» **Work item**
Take the data below. Output it exactly from its first line through the line containing "#[derive(Parser, Debug)]".

» **Collected data**
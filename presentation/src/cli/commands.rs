//! CLI command definitions

use clap::{Args, Parser, Subcommand, ValueEnum};
use poker_domain::{EstimateId, StoryId, TaskId, UserId};
use std::path::PathBuf;

/// Output format selected on the command line
#[derive(Debug, Clone, Copy, PartialEq, Eq, ValueEnum)]
pub enum OutputFormat {
    /// Human-readable tables
    Text,
    /// JSON output
    Json,
}

impl From<OutputFormat> for poker_domain::OutputFormat {
    fn from(format: OutputFormat) -> Self {
        match format {
            OutputFormat::Text => poker_domain::OutputFormat::Text,
            OutputFormat::Json => poker_domain::OutputFormat::Json,
        }
    }
}

/// CLI arguments for planning-poker
#[derive(Parser, Debug)]
#[command(name = "planning-poker")]
#[command(author, version, about = "Planning poker: estimate stories in voting rounds")]
#[command(long_about = r#"
Planning poker keeps tasks, their stories, a team of users and a deck of
estimate cards. Team members vote on a story; once every member has voted,
the story moves on to its next round. A facilitator records the consensus.

Configuration files are loaded from (in priority order):
1. --config <path>     Explicit config file
2. ./poker.toml        Project-level config
3. ~/.config/planning-poker/config.toml   Global config

Example:
  planning-poker seed
  planning-poker task show 1
  planning-poker vote 1 --user 2 --estimate 6
  planning-poker status 1 --user 2
  planning-poker consensus set 1 6
"#)]
pub struct Cli {
    #[command(subcommand)]
    pub command: Command,

    /// Output format (overrides [output] format)
    #[arg(short, long, value_enum, global = true)]
    pub output: Option<OutputFormat>,

    /// Verbosity level (-v = info, -vv = debug, -vvv = trace)
    #[arg(short, long, action = clap::ArgAction::Count, global = true)]
    pub verbose: u8,

    /// Snapshot file to use instead of [store] path
    #[arg(long, value_name = "PATH", global = true)]
    pub state: Option<PathBuf>,

    /// Path to configuration file
    #[arg(long, value_name = "PATH", global = true)]
    pub config: Option<PathBuf>,

    /// Disable loading of configuration files
    #[arg(long, global = true)]
    pub no_config: bool,

    /// Disable colored output
    #[arg(long, global = true)]
    pub no_color: bool,
}

#[derive(Subcommand, Debug)]
pub enum Command {
    /// Manage tasks and their decks
    #[command(subcommand)]
    Task(TaskCommand),

    /// Manage the stories of a task
    #[command(subcommand)]
    Story(StoryCommand),

    /// Manage users
    #[command(subcommand)]
    User(UserCommand),

    /// Manage the team of a task
    #[command(subcommand)]
    Team(TeamCommand),

    /// Cast a vote on a story
    Vote(VoteArgs),

    /// Show the current and previous round of a story for a user
    Status {
        story: StoryId,
        #[arg(short, long)]
        user: UserId,
    },

    /// Show every round of a story
    History { story: StoryId },

    /// Show every member's votes on every story of a task
    Roster { task: TaskId },

    /// Inspect or record a story's consensus
    #[command(subcommand)]
    Consensus(ConsensusCommand),

    /// Sum the consensus values of a task
    Summary { task: TaskId },

    /// Fill an empty store with demo data
    Seed,

    /// Show configuration file locations and the merged configuration
    ShowConfig,
}

#[derive(Subcommand, Debug)]
pub enum TaskCommand {
    /// Create a task with the default deck
    Create {
        name: String,
        #[arg(short, long, default_value = "")]
        description: String,
    },
    /// List all tasks
    List,
    /// Show a task with its stories, team and deck
    Show { task: TaskId },
    Publish { task: TaskId },
    Unpublish { task: TaskId },
    /// Delete a task with its stories, votes and deck
    Delete { task: TaskId },
    /// Switch the deck to another unit, optionally with new card values
    Rescale {
        task: TaskId,
        /// "story points", "person days", "person months" or "person years"
        unit: String,
        /// New value for one card, as ESTIMATE=VALUE (repeatable)
        #[arg(long = "value", value_name = "ESTIMATE=VALUE", value_parser = parse_card_value)]
        values: Vec<(EstimateId, String)>,
    },
}

#[derive(Subcommand, Debug)]
pub enum StoryCommand {
    Add {
        task: TaskId,
        name: String,
        #[arg(short, long, default_value = "")]
        description: String,
    },
    List { task: TaskId },
    /// Delete a story with its votes
    Delete { story: StoryId },
}

#[derive(Subcommand, Debug)]
pub enum UserCommand {
    Create { name: String },
    List,
    Rename { user: UserId, name: String },
    /// Delete a user with their votes and memberships
    Delete { user: UserId },
}

#[derive(Subcommand, Debug)]
pub enum TeamCommand {
    Add { task: TaskId, user: UserId },
    Remove { task: TaskId, user: UserId },
}

#[derive(Args, Debug)]
pub struct VoteArgs {
    pub story: StoryId,
    #[arg(short, long)]
    pub user: UserId,
    /// Id of the card from the task's deck
    #[arg(short, long)]
    pub estimate: EstimateId,
}

#[derive(Subcommand, Debug)]
pub enum ConsensusCommand {
    /// Show the cards each member played in a round
    Show {
        story: StoryId,
        /// Round to show (defaults to the previous round)
        #[arg(long)]
        iteration: Option<u32>,
    },
    /// Record a card as the story's consensus
    Set { story: StoryId, estimate: EstimateId },
    /// Forget the story's consensus
    Clear { story: StoryId },
}

fn parse_card_value(s: &str) -> Result<(EstimateId, String), String> {
    let (id, value) = s
        .split_once('=')
        .ok_or_else(|| format!("expected ESTIMATE=VALUE, got '{}'", s))?;
    let id = id
        .parse::<EstimateId>()
        .map_err(|e| format!("invalid estimate id '{}': {}", id, e))?;
    Ok((id, value.to_string()))
}

impl Cli {
    /// Whether the command can change the store
    pub fn mutates(&self) -> bool {
        match &self.command {
            Command::Task(cmd) => !matches!(cmd, TaskCommand::List | TaskCommand::Show { .. }),
            Command::Story(cmd) => !matches!(cmd, StoryCommand::List { .. }),
            Command::User(cmd) => !matches!(cmd, UserCommand::List),
            Command::Consensus(cmd) => !matches!(cmd, ConsensusCommand::Show { .. }),
            Command::Team(_) | Command::Vote(_) | Command::Seed => true,
            Command::Status { .. }
            | Command::History { .. }
            | Command::Roster { .. }
            | Command::Summary { .. }
            | Command::ShowConfig => false,
        }
    }
}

» **Expected output**
filename presentation/src/cli/commands.rs
//! CLI command definitions

use clap::{Args, Parser, Subcommand, ValueEnum};
use poker_domain::{EstimateId, StoryId, TaskId, UserId};
use std::path::PathBuf;

/// Output format selected on the command line
#[derive(Debug, Clone, Copy, PartialEq, Eq, ValueEnum)]
pub enum OutputFormat {
    /// Human-readable tables
    Text,
    /// JSON output
    Json,
}

impl From<OutputFormat> for poker_domain::OutputFormat {
    fn from(format: OutputFormat) -> Self {
        match format {
            OutputFormat::Text => poker_domain::OutputFormat::Text,
            OutputFormat::Json => poker_domain::OutputFormat::Json,
        }
    }
}

/// CLI arguments for planning-poker
#[derive(Parser, Debug)]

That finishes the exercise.